There’s a natural case to be made of how great a job TikTok has done at normalizing a lot of human behavior. Acting a little crazy after you get dumped. Living with an anxious-avoidant attachment style. Developing commitment problems in your mid-twenties (oh? Just me?). The will to conduct your full skin-care routine after a night of aggressive drinking. Sitting in comfortable silence with your best friend on Facetime. Leaving someone on “read” purposefully but then genuinely forgetting to reply at all. These are all topics thoroughly, and well-analyzed, on TikTok. And they are approachable. And I think believable, to be relatable to a large group of people.

“Normalizing” is an interesting word when used in a modern-day context. I think about it often, for really the term itself reflects that there does indeed exist an abnormal. It implies that there are things capable of being viewed by our society as “off,” in one way or another. I don’t think it does a great job of capturing its true motivation of an overall feeling of neutrality. Although to be honest, I don’t know if I can coin a better all-encompassing phrase.

TikTok is filled to the brim with “normalizing” content. The best and strongest examples I can think of are the videos that aim to revoke female beauty standards, like displaying stretch marks and body hair, wrinkles, and cellulite. I am absolutely certain that these images, and usually overwhelming supportive language by strangers tied to the comment section, would have had positive effects on a younger me struggling to define my body as most 13-year-old girls do.

It’s when I stumble across a video like the “crossing street” acting phenomenon that I am sent for a loop. The topic is simply too niche. More niche than the trainspotting videos. Niche in a way that I cannot imagine having been conjured up artificially at all, and therefore must have been truly experienced. Another video I saved to look back on for this post featured a nondescript shot of some man sitting with a solemn look on his face, the caption overlay reading “POV: that feeling hits after an incredible weekend with friends.” “That Funny Feeling” by Phoebe Bridgers was playing in the background.

I have never. Had. An original thought.

It’s jarring to realize those funny little perceptions you thought only you acted on are not only more commonplace than you think, but in some cases also seemingly universal. 88.1 thousand people is a lot of minds. After some TikTok viewings that fall under this hyper-specific category, I spend a good chunk of time wondering if I am at all capable of being a unique person. I then immediately feel intense shame afterward for even wanting it to be true. It feels egotistical. Self-centered without any real goal. It is an aimless thought (as most of mine tend to be).

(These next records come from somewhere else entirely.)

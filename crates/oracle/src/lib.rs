//! Feedline Oracle
//!
//! The aggregation-and-rewards engine: classifies the oracle's record
//! UTxOs, computes the consensus value over collected node feeds, and
//! builds the aggregation and reward-processing transactions.

pub mod builder;
pub mod collect;
pub mod consensus;
pub mod rewards;
pub mod state;

#[cfg(test)]
mod tests;

use thiserror::Error;

pub use builder::{AggregateRound, OracleTxBuilder, RewardsRound};
pub use collect::{FeedCollector, FeedRequest, NodeEndpoint};

use feedline_chain::ChainError;

/// Errors raised by the aggregation engine.
#[derive(Debug, Error)]
pub enum OracleError {
    /// The on-chain records are not in a state the operation can work
    /// with: missing settings, no matching pair, paused oracle.
    #[error("state validation failed: {0}")]
    State(String),

    #[error("consensus failed: {0}")]
    Consensus(String),

    #[error("signature verification failed: {0}")]
    Signature(String),

    #[error("aggregation failed: {0}")]
    Aggregation(String),

    #[error(transparent)]
    Chain(#[from] ChainError),
}
#[tokio::test]
async fn single_feed_aggregates_unconditionally() {
    let ledger = MockLedger::new();
    seed_idle_oracle(&ledger);
    seed_change_address(&ledger);

    // Loosen the quorum so one node suffices.
    {
        let mut utxos = ledger.utxos.lock().unwrap();
        let records = utxos.get_mut(&oracle_address()).unwrap();
        for utxo in records.iter_mut() {
            if let Some(OracleDatum::Settings(settings)) = &mut utxo.output.datum {
                settings.required_signatures = 1;
            }
        }
    }

    let builder = test_builder(&ledger);
    let key = SigningKey::generate(&mut OsRng);
    let mut feeds = BTreeMap::new();
    feeds.insert(node(1), 424_242);

    let round = builder
        .build_aggregate_tx(&feeds, &key, &change_address(), None)
        .await
        .unwrap();
    assert_eq!(round.oracle_feed, 424_242);
    assert_eq!(round.message.count, 1);
}

fn seed_pending_oracle(ledger: &Arc<MockLedger>, timestamp: PosixTime) {
    let message = AggregateMessage::from_feeds(&test_feeds(), timestamp);
    ledger.seed(
        &oracle_address(),
        record(b"CoreSettings", 2_000_000, OracleDatum::Settings(test_settings()), 1),
    );
    ledger.seed(
        &oracle_address(),
        record(
            b"RewardAccount",
            2_000_000,
            OracleDatum::RewardAccount(RewardAccount { balances: vec![0, 0, 0, 0] }),
            2,
        ),
    );
    ledger.seed(
        &oracle_address(),
        record(
            b"RewardTransport1",
            2_004_000,
            OracleDatum::Transport(TransportState::Pending(Aggregation {
                oracle_feed: 101,
                message,
                node_reward_price: 500,
                rewards_amount_paid: 4_000,
            })),
            3,
        ),
    );
    ledger.seed(
        &oracle_address(),
        record(
            b"AggregationState1",
            2_000_000,
            OracleDatum::AggState(AggState::Published {
                oracle_feed: 101,
                created_at: timestamp,
                expiry: timestamp + 60_000,
            }),
            4,
        ),
    );
}
//! The two engine transactions: aggregation and reward processing.
//!
//! An aggregation round spends an `(Empty, reusable)` transport/agg-state
//! pair and recreates it as `(Pending, Published)`, paying the round fee
//! into the transport. Reward processing later spends pending transports
//! together with the reward account, resets the transports to `Empty`, and
//! moves their fees onto the account while crediting the per-node balance
//! list.

use std::collections::BTreeMap;

use ed25519_dalek::SigningKey;
use tracing::{debug, info, warn};

use feedline_chain::{ChainQuery, ScriptTx, SubmitStatus, Tx, TxManager, ValidityWindow};
use feedline_core::{
    Address, AggState, AggregateMessage, Aggregation, AssetName, NodeId, OracleDatum,
    OracleRedeemer, OracleSettings, PolicyId, RewardAccount, TransportState, Utxo, Value,
};

use crate::{consensus, rewards, state, OracleError};

/// Result of building an aggregation transaction. The transaction still
/// needs the node co-signatures before submission.
#[derive(Debug)]
pub struct AggregateRound {
    pub tx: Tx,
    pub oracle_feed: u64,
    pub message: AggregateMessage,
    pub required_signers: Vec<NodeId>,
}

/// Result of building a reward-processing transaction.
#[derive(Debug)]
pub struct RewardsRound {
    pub tx: Tx,
    pub distribution: BTreeMap<NodeId, u64>,
    pub new_balances: Vec<u64>,
    pub processed: usize,
}

pub struct OracleTxBuilder {
    manager: TxManager,
    script_address: Address,
    policy: PolicyId,
    /// Token the round fee is paid in; `None` pays in the base coin.
    fee_token: Option<(PolicyId, AssetName)>,
}

impl OracleTxBuilder {
    pub fn new(
        manager: TxManager,
        script_address: Address,
        policy: PolicyId,
        fee_token: Option<(PolicyId, AssetName)>,
    ) -> Self {
        OracleTxBuilder { manager, script_address, policy, fee_token }
    }

    pub fn manager(&self) -> &TxManager {
        &self.manager
    }

    fn query(&self) -> &ChainQuery {
        self.manager.query()
    }

    async fn script_utxos(&self) -> Result<Vec<Utxo>, OracleError> {
        let utxos = self.query().utxos(&self.script_address).await?;
        if utxos.is_empty() {
            return Err(OracleError::State(format!(
                "no utxos at oracle address {}",
                self.script_address
            )));
        }
        Ok(utxos)
    }

    fn add_fee(&self, value: &mut Value, amount: u64) {
        match &self.fee_token {
            Some((policy, name)) => value.add_asset(*policy, name.clone(), amount),
            None => value.coin += amount,
        }
    }

    fn remove_fee(&self, value: &mut Value, amount: u64) {
        match &self.fee_token {
            Some((policy, name)) => value.sub_asset(policy, name, amount),
            None => value.coin = value.coin.saturating_sub(amount),
        }
    }

    fn validity_window(
        &self,
        settings: &OracleSettings,
        requested: Option<ValidityWindow>,
    ) -> Result<ValidityWindow, OracleError> {
        match requested {
            Some(window) => {
                if window.end - window.start > settings.time_uncertainty {
                    return Err(OracleError::Aggregation(format!(
                        "validity window of {} ms exceeds time uncertainty {} ms",
                        window.end - window.start,
                        settings.time_uncertainty
                    )));
                }
                Ok(window)
            }
            None => Ok(self.manager.calculate_validity_window(settings.time_uncertainty)?),
        }
    }

    /// Builds the aggregation transaction for one round of collected
    /// feeds.
    pub async fn build_aggregate_tx(
        &self,
        feeds: &BTreeMap<NodeId, u64>,
        signing_key: &SigningKey,
        change_address: &Address,
        validity: Option<ValidityWindow>,
    ) -> Result<AggregateRound, OracleError> {
        if feeds.is_empty() {
            return Err(OracleError::Consensus("no node feeds to aggregate".into()));
        }

        let utxos = self.script_utxos().await?;
        let (settings, settings_utxo) = state::settings(&utxos, &self.policy)?;
        if settings.is_paused() {
            return Err(OracleError::State("oracle is paused".into()));
        }

        let mut registered: BTreeMap<NodeId, u64> = BTreeMap::new();
        for (node, feed) in feeds {
            if settings.is_registered(node) {
                registered.insert(*node, *feed);
            } else {
                warn!(node = %hex::encode(node), "dropping feed from unregistered node");
            }
        }
        if (registered.len() as u64) < settings.required_signatures {
            return Err(OracleError::Aggregation(format!(
                "{} registered feeds, {} signatures required",
                registered.len(),
                settings.required_signatures
            )));
        }

        let window = self.validity_window(settings, validity)?;
        let now = window.current_time();

        let (transport_utxo, agg_state_utxo) =
            state::find_aggregation_pair(&utxos, &self.policy, now)?;

        let message = AggregateMessage::from_feeds(&registered, now);
        let sorted = message.feed_values();
        let oracle_feed = consensus::median(&sorted);
        let paid = rewards::min_fee(&settings.fee, message.count);

        let mut transport_output = transport_utxo.output.clone();
        self.add_fee(&mut transport_output.value, paid);
        transport_output.datum = Some(OracleDatum::Transport(TransportState::Pending(
            Aggregation {
                oracle_feed,
                message: message.clone(),
                node_reward_price: settings.fee.node_fee,
                rewards_amount_paid: paid,
            },
        )));

        let mut agg_state_output = agg_state_utxo.output.clone();
        agg_state_output.datum = Some(OracleDatum::AggState(AggState::Published {
            oracle_feed,
            created_at: now,
            expiry: now + settings.aggregation_liveness,
        }));

        let required_signers = message.node_ids();
        let script_ref = state::reference_script_utxo(&utxos)
            .ok()
            .map(|utxo| utxo.reference);

        let params = ScriptTx {
            script_inputs: vec![
                (
                    transport_utxo.clone(),
                    OracleRedeemer::Aggregate(message.clone()),
                    script_ref,
                ),
                (agg_state_utxo.clone(), OracleRedeemer::PublishFeed, script_ref),
            ],
            outputs: vec![transport_output, agg_state_output],
            reference_inputs: vec![settings_utxo.reference],
            mint: Vec::new(),
            required_signers: required_signers.clone(),
            validity: Some(window),
        };
        let tx = self
            .manager
            .build_script_tx(params, change_address, signing_key)
            .await?;

        info!(
            oracle_feed,
            nodes = message.count,
            fee_paid = paid,
            "built aggregation transaction"
        );
        Ok(AggregateRound { tx, oracle_feed, message, required_signers })
    }

    /// Builds the reward-processing transaction over up to
    /// `max_transports` due pending transports.
    pub async fn build_rewards_tx(
        &self,
        signing_key: &SigningKey,
        change_address: &Address,
        max_transports: usize,
    ) -> Result<RewardsRound, OracleError> {
        let utxos = self.script_utxos().await?;
        let (settings, settings_utxo) = state::settings(&utxos, &self.policy)?;
        let (account, account_utxo) = state::reward_account(&utxos, &self.policy)?;

        let window = self.validity_window(settings, None)?;
        let now = window.current_time();

        let due: Vec<&Utxo> = state::pending_transports(&utxos, &self.policy)
            .into_iter()
            .filter(|utxo| state::can_process_rewards(utxo, now, settings.aggregation_liveness))
            .take(max_transports)
            .collect();
        if due.is_empty() {
            return Err(OracleError::State("no pending transports due for rewards".into()));
        }

        let node_order = settings.node_order();
        let mut combined: BTreeMap<NodeId, u64> = BTreeMap::new();
        let mut total_paid = 0u64;
        let mut transport_outputs = Vec::with_capacity(due.len());

        for transport in &due {
            let aggregation = pending_aggregation(transport)?;
            let feeds: BTreeMap<NodeId, u64> =
                aggregation.message.node_feeds.iter().copied().collect();
            let accepted = consensus::consensus_set(
                &feeds,
                settings.iqr_fence_multiplier,
                settings.median_divergence_factor,
            );
            if accepted.is_empty() {
                return Err(OracleError::Consensus(format!(
                    "no feeds within consensus bounds for transport {}",
                    transport.reference
                )));
            }
            debug!(
                transport = %transport.reference,
                accepted = accepted.len(),
                submitted = feeds.len(),
                "consensus over pending transport"
            );
            for (node, amount) in rewards::distribute(&accepted, aggregation.node_reward_price) {
                *combined.entry(node).or_insert(0) += amount;
            }
            total_paid += aggregation.rewards_amount_paid;

            let mut output = transport.output.clone();
            self.remove_fee(&mut output.value, aggregation.rewards_amount_paid);
            output.datum = Some(OracleDatum::Transport(TransportState::Empty));
            transport_outputs.push(output);
        }

        let new_balances = rewards::accumulate(&account.balances, &combined, &node_order);
        debug_assert!(rewards::conserves(&account.balances, &new_balances, &combined));

        let mut account_output = account_utxo.output.clone();
        self.add_fee(&mut account_output.value, total_paid);
        account_output.datum = Some(OracleDatum::RewardAccount(RewardAccount {
            balances: new_balances.clone(),
        }));

        let script_ref = state::reference_script_utxo(&utxos)
            .ok()
            .map(|utxo| utxo.reference);
        let mut script_inputs: Vec<(Utxo, OracleRedeemer, _)> = due
            .iter()
            .map(|utxo| ((*utxo).clone(), OracleRedeemer::ProcessRewards, script_ref))
            .collect();
        script_inputs.push((account_utxo.clone(), OracleRedeemer::ProcessRewards, script_ref));

        let mut outputs = transport_outputs;
        outputs.push(account_output);

        let params = ScriptTx {
            script_inputs,
            outputs,
            reference_inputs: vec![settings_utxo.reference],
            mint: Vec::new(),
            required_signers: Vec::new(),
            validity: Some(window),
        };
        let tx = self
            .manager
            .build_script_tx(params, change_address, signing_key)
            .await?;

        info!(
            processed = due.len(),
            distributed = combined.values().sum::<u64>(),
            total_paid,
            "built reward-processing transaction"
        );
        Ok(RewardsRound {
            tx,
            distribution: combined,
            new_balances,
            processed: due.len(),
        })
    }

    /// Signs with the given keys and submits through the query facade.
    pub async fn sign_and_submit(
        &self,
        tx: Tx,
        keys: &[&SigningKey],
        wait: bool,
    ) -> Result<SubmitStatus, OracleError> {
        Ok(self.manager.sign_and_submit(tx, keys, wait).await?)
    }
}

fn pending_aggregation(utxo: &Utxo) -> Result<&Aggregation, OracleError> {
    match &utxo.output.datum {
        Some(OracleDatum::Transport(TransportState::Pending(aggregation))) => Ok(aggregation),
        _ => Err(OracleError::State(format!(
            "transport {} is not pending",
            utxo.reference
        ))),
    }
}
impl EntityStore {
    pub fn new() -> Self {
        Self::with_default_window(TimeWindow::default())
    }

    pub fn with_default_window(default_window: TimeWindow) -> Self {
        Self {
            batches: RwLock::new(HashMap::new()),
            templates: RwLock::new(HashMap::new()),
            default_window,
        }
    }

    pub fn default_window(&self) -> TimeWindow {
        self.default_window
    }

    // ===== Batches =====

    /// Create a batch in `Draft` status and return its id.
    pub fn add_batch(&self, draft: NewBatch) -> Result<String> {
        let batch = Batch::new(draft)?;
        let mut batches = self.batches.write();
        ensure_unique_name(&batches, &batch)?;

        let id = batch.id.clone();
        tracing::info!(batch = %id, name = %batch.name, "Batch created");
        batches.insert(id.clone(), batch);
        Ok(id)
    }

    pub fn get_batch(&self, id: &str) -> Result<Batch> {
        self.batches
            .read()
            .get(id)
            .cloned()
            .ok_or_else(|| Error::BatchNotFound(id.to_string()))
    }

    pub fn contains(&self, id: &str) -> bool {
        self.batches.read().contains_key(id)
    }

    /// All batches, oldest first.
    pub fn list_batches(&self) -> Vec<Batch> {
        let mut batches: Vec<_> = self.batches.read().values().cloned().collect();
        batches.sort_by(|a, b| a.created_at.cmp(&b.created_at).then_with(|| a.id.cmp(&b.id)));
        batches
    }

    pub fn batch_count(&self) -> usize {
        self.batches.read().len()
    }

    /// Replace a batch with an edited, validated copy.
    ///
    /// If `f` fails or the edited copy violates an invariant, the stored
    /// record is left untouched and the error is returned.
    pub fn update<F>(&self, id: &str, f: F) -> Result<Batch>
    where
        F: FnOnce(&mut Batch) -> Result<()>,
    {
        let mut batches = self.batches.write();
        let current = batches
            .get(id)
            .ok_or_else(|| Error::BatchNotFound(id.to_string()))?;

        let mut next = current.clone();
        f(&mut next)?;
        next.validate()?;
        if next.name != current.name {
            ensure_unique_name(&batches, &next)?;
        }
        next.updated_at = Utc::now();

        batches.insert(id.to_string(), next.clone());
        Ok(next)
    }

    /// Guarded variant of [`update`](Self::update) for async completions.
    ///
    /// `f` returns `false` when its guard fails. A missing batch, a failed
    /// guard, or an invalid result all leave the store unchanged and return
    /// `false`; none of them is an error.
    pub fn apply_if<F>(&self, id: &str, f: F) -> bool
    where
        F: FnOnce(&mut Batch) -> bool,
    {
        let mut batches = self.batches.write();
        let Some(current) = batches.get(id) else {
            return false;
        };

        let mut next = current.clone();
        if !f(&mut next) {
            return false;
        }
        if let Err(e) = next.validate() {
            tracing::warn!(batch = %id, error = %e, "Discarding invalid completion");
            return false;
        }
        next.updated_at = Utc::now();
        batches.insert(id.to_string(), next);
        true
    }

    pub fn update_batch(&self, id: &str, patch: BatchPatch) -> Result<Batch> {
        self.update(id, |batch| {
            batch.apply(patch);
            Ok(())
        })
    }

    // ===== Students =====

    pub fn add_student(&self, batch_id: &str, new: NewStudent) -> Result<String> {
        let student = Student::new(new)?;
        let student_id = student.id.clone();

        self.update(batch_id, |batch| {
            if batch
                .students
                .iter()
                .any(|s| s.email.eq_ignore_ascii_case(&student.email))
            {
                return Err(Error::Validation(format!(
                    "{} is already enrolled in this batch",
                    student.email
                )));
            }
            if batch.students.len() >= batch.seat_count as usize {
                return Err(Error::Validation(format!(
                    "batch is full ({} seats)",
                    batch.seat_count
                )));
            }
            batch.students.push(student);
            Ok(())
        })?;

        tracing::info!(batch = %batch_id, student = %student_id, "Student enrolled");
        Ok(student_id)
    }

    pub fn remove_student(&self, batch_id: &str, student_id: &str) -> Result<()> {
        self.update(batch_id, |batch| {
            let before = batch.students.len();
            batch.students.retain(|s| s.id != student_id);
            if batch.students.len() == before {
                return Err(Error::StudentNotFound(student_id.to_string()));
            }
            if let Some(config) = batch.vm_config.as_mut() {
                for instance in config.instances.iter_mut() {
                    if instance.student_id.as_deref() == Some(student_id) {
                        instance.student_id = None;
                    }
                }
            }
            Ok(())
        })?;

        tracing::info!(batch = %batch_id, student = %student_id, "Student removed");
        Ok(())
    }

    pub fn update_student(&self, batch_id: &str, student_id: &str, patch: StudentPatch) -> Result<Student> {
        let batch = self.update(batch_id, |batch| {
            let student = batch
                .students
                .iter_mut()
                .find(|s| s.id == student_id)
                .ok_or_else(|| Error::StudentNotFound(student_id.to_string()))?;
            student.apply(patch);
            Ok(())
        })?;

        batch
            .student(student_id)
            .cloned()
            .ok_or_else(|| Error::StudentNotFound(student_id.to_string()))
    }

    // ===== VM configuration =====

    /// Merge a partial VM config, creating the config on first use.
    ///
    /// The catalog stays read-locked until the batch is written so template
    /// references cannot go stale. Lock order is templates, then batches.
    pub fn update_vm_config(&self, batch_id: &str, patch: VmConfigPatch) -> Result<VmConfig> {
        let templates = self.templates.read();
        if let Some(assignments) = &patch.templates {
            check_template_refs(&templates, assignments)?;
        }

        let batch = self.update(batch_id, |batch| {
            batch.vm_config.get_or_insert_with(VmConfig::default).apply(patch)
        })?;
        drop(templates);
        batch.vm_config().cloned()
    }

    /// Set the VM usage window for one date inside the VM rental range.
    pub fn set_day_window(&self, batch_id: &str, date: NaiveDate, window: TimeWindow) -> Result<()> {
        self.update(batch_id, |batch| {
            let config = batch.vm_config_mut()?;
            let (start, end) = vm_range(config)?;
            if date < start || date > end {
                return Err(Error::Validation(format!(
                    "{} is outside the VM rental range {} to {}",
                    date, start, end
                )));
            }
            config.day_windows.set(date, window)
        })?;
        Ok(())
    }

    /// Copy one date's window (or the default) to every date in range.
    pub fn apply_window_to_all(&self, batch_id: &str, source: NaiveDate) -> Result<()> {
        let default = self.default_window;
        self.update(batch_id, |batch| {
            let config = batch.vm_config_mut()?;
            let range = vm_range(config)?;
            config.day_windows.apply_to_all(source, range, default);
            Ok(())
        })?;
        Ok(())
    }

    /// One resolved entry per date in the VM rental range.
    pub fn day_schedules(&self, batch_id: &str) -> Result<Vec<DaySchedule>> {
        let batch = self.get_batch(batch_id)?;
        let config = batch.vm_config()?;
        match (config.vm_start_date, config.vm_end_date) {
            (Some(start), Some(end)) => Ok(config.day_windows.resolve(start, end, self.default_window)),
            _ => Ok(Vec::new()),
        }
    }

    // ===== Templates =====

    pub fn register_template(&self, template: VmTemplate) -> Result<String> {
        let mut templates = self.templates.write();
        if templates.values().any(|t| t.name == template.name) {
            return Err(Error::Validation(format!(
                "a template named '{}' already exists",
                template.name
            )));
        }
        let id = template.id.clone();
        tracing::info!(template = %id, name = %template.name, "Template registered");
        templates.insert(id.clone(), template);
        Ok(id)
    }

    pub fn get_template(&self, id: &str) -> Result<VmTemplate> {
        self.templates
            .read()
            .get(id)
            .cloned()
            .ok_or_else(|| Error::TemplateNotFound(id.to_string()))
    }

    pub fn templates(&self) -> Vec<VmTemplate> {
        let mut templates: Vec<_> = self.templates.read().values().cloned().collect();
        templates.sort_by(|a, b| a.name.cmp(&b.name));
        templates
    }

    pub fn template_count(&self) -> usize {
        self.templates.read().len()
    }

    /// Ids of templates referenced by any batch.
    pub fn templates_in_use(&self) -> HashSet<String> {
        self.batches
            .read()
            .values()
            .filter_map(|b| b.vm_config.as_ref())
            .flat_map(|c| c.templates.iter().map(|t| t.template_id.clone()))
            .collect()
    }
}
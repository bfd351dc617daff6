//! Batch Console
//!
//! Workflow core for an admin console that runs training batches and their
//! VM lab environments.
//!
//! # Key Features
//!
//! - **Batch store** - batches, students and VM configs updated atomically
//! - **VM workflow** - provision a trainer VM, configure it, clone it per participant
//! - **Approval gate** - two independent sign-offs before a batch goes active
//! - **Pricing** - deterministic rental estimate for a VM lab
//! - **Suggestions** - prioritized "next action" prompts for the current view
//!
//! # Example
//!
//! ```no_run
//! use batch_console::models::*;
//! use batch_console::{Console, ConsoleConfig, Location};
//! use chrono::NaiveDate;
//!
//! # async fn run() -> batch_console::Result<()> {
//! let console = Console::new(ConsoleConfig::default())?;
//!
//! let start = NaiveDate::from_ymd_opt(2024, 1, 1).unwrap();
//! let end = NaiveDate::from_ymd_opt(2024, 1, 5).unwrap();
//! let id = console.add_batch(NewBatch::new("Rust 101", BatchSchedule::new(start, end)))?;
//!
//! console.update_vm_config(
//!     &id,
//!     VmConfigPatch::new()
//!         .templates(vec![TemplateAssignment::new("tmpl-ubuntu", "rust-lab")])
//!         .participants(10)
//!         .dates(start, end),
//! )?;
//! console.provision_admin(&id)?;
//!
//! for suggestion in console.navigate(Location::batch(&id)) {
//!     println!("{} ({})", suggestion.title, suggestion.action);
//! }
//!
//! console.shutdown().await;
//! # Ok(())
//! # }
//! ```

pub mod approval;
pub mod config;
pub mod console;
pub mod error;
pub mod events;
pub mod models;
pub mod pricing;
pub mod provisioning;
pub mod schedule;
pub mod store;
pub mod suggestions;
mod tasks;
pub mod wizard;

pub use approval::{Approver, SimulatedApprover};
pub use config::ConsoleConfig;
pub use console::{BatchSummary, Console};
pub use error::{Error, Result};
pub use events::WorkflowEvent;
pub use pricing::{PricingBreakdown, PricingInput, PricingRates};
pub use provisioning::{ConsoleSession, Provisioner, SimulatedProvisioner};
pub use store::EntityStore;
pub use suggestions::{Location, Navigation, Suggestion, SuggestionPanel};
pub use wizard::{BatchWizard, DetailsForm, WizardStep};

But of course, our own consciousness is all we know. Humans believe many of our experiences are one of a kind, simply because we are unable to crawl into the mind of another. We are taught this in kindergarten when we are told to attempt a walk in someone else’s shoes when striving for empathy.

Pretending to be busy so as not to trouble a random driver is not a tendency likely to ever naturally come up in conversation as it doesn’t carry much weight or have any visible implications other than it just being a bit silly. That is why the act itself was never verbalized by me to a friend over dinner. It was never spoken into existence outside of my own mind, hence my shock when I stumbled upon it online. TikTok has memorialized the act. It now exists forever as something that does indeed happen, and quite often, apparently. It is overwhelming to me that social media has revealed so much about human behavior, its accessibility only augmenting, reinforcing, and revealing the oddities that are maybe just baselines across populations rather than things that distinguish ourselves from others. The more I age the more I realize how I am just like everyone else. I wonder if I am justified in permitting this fact to bother me.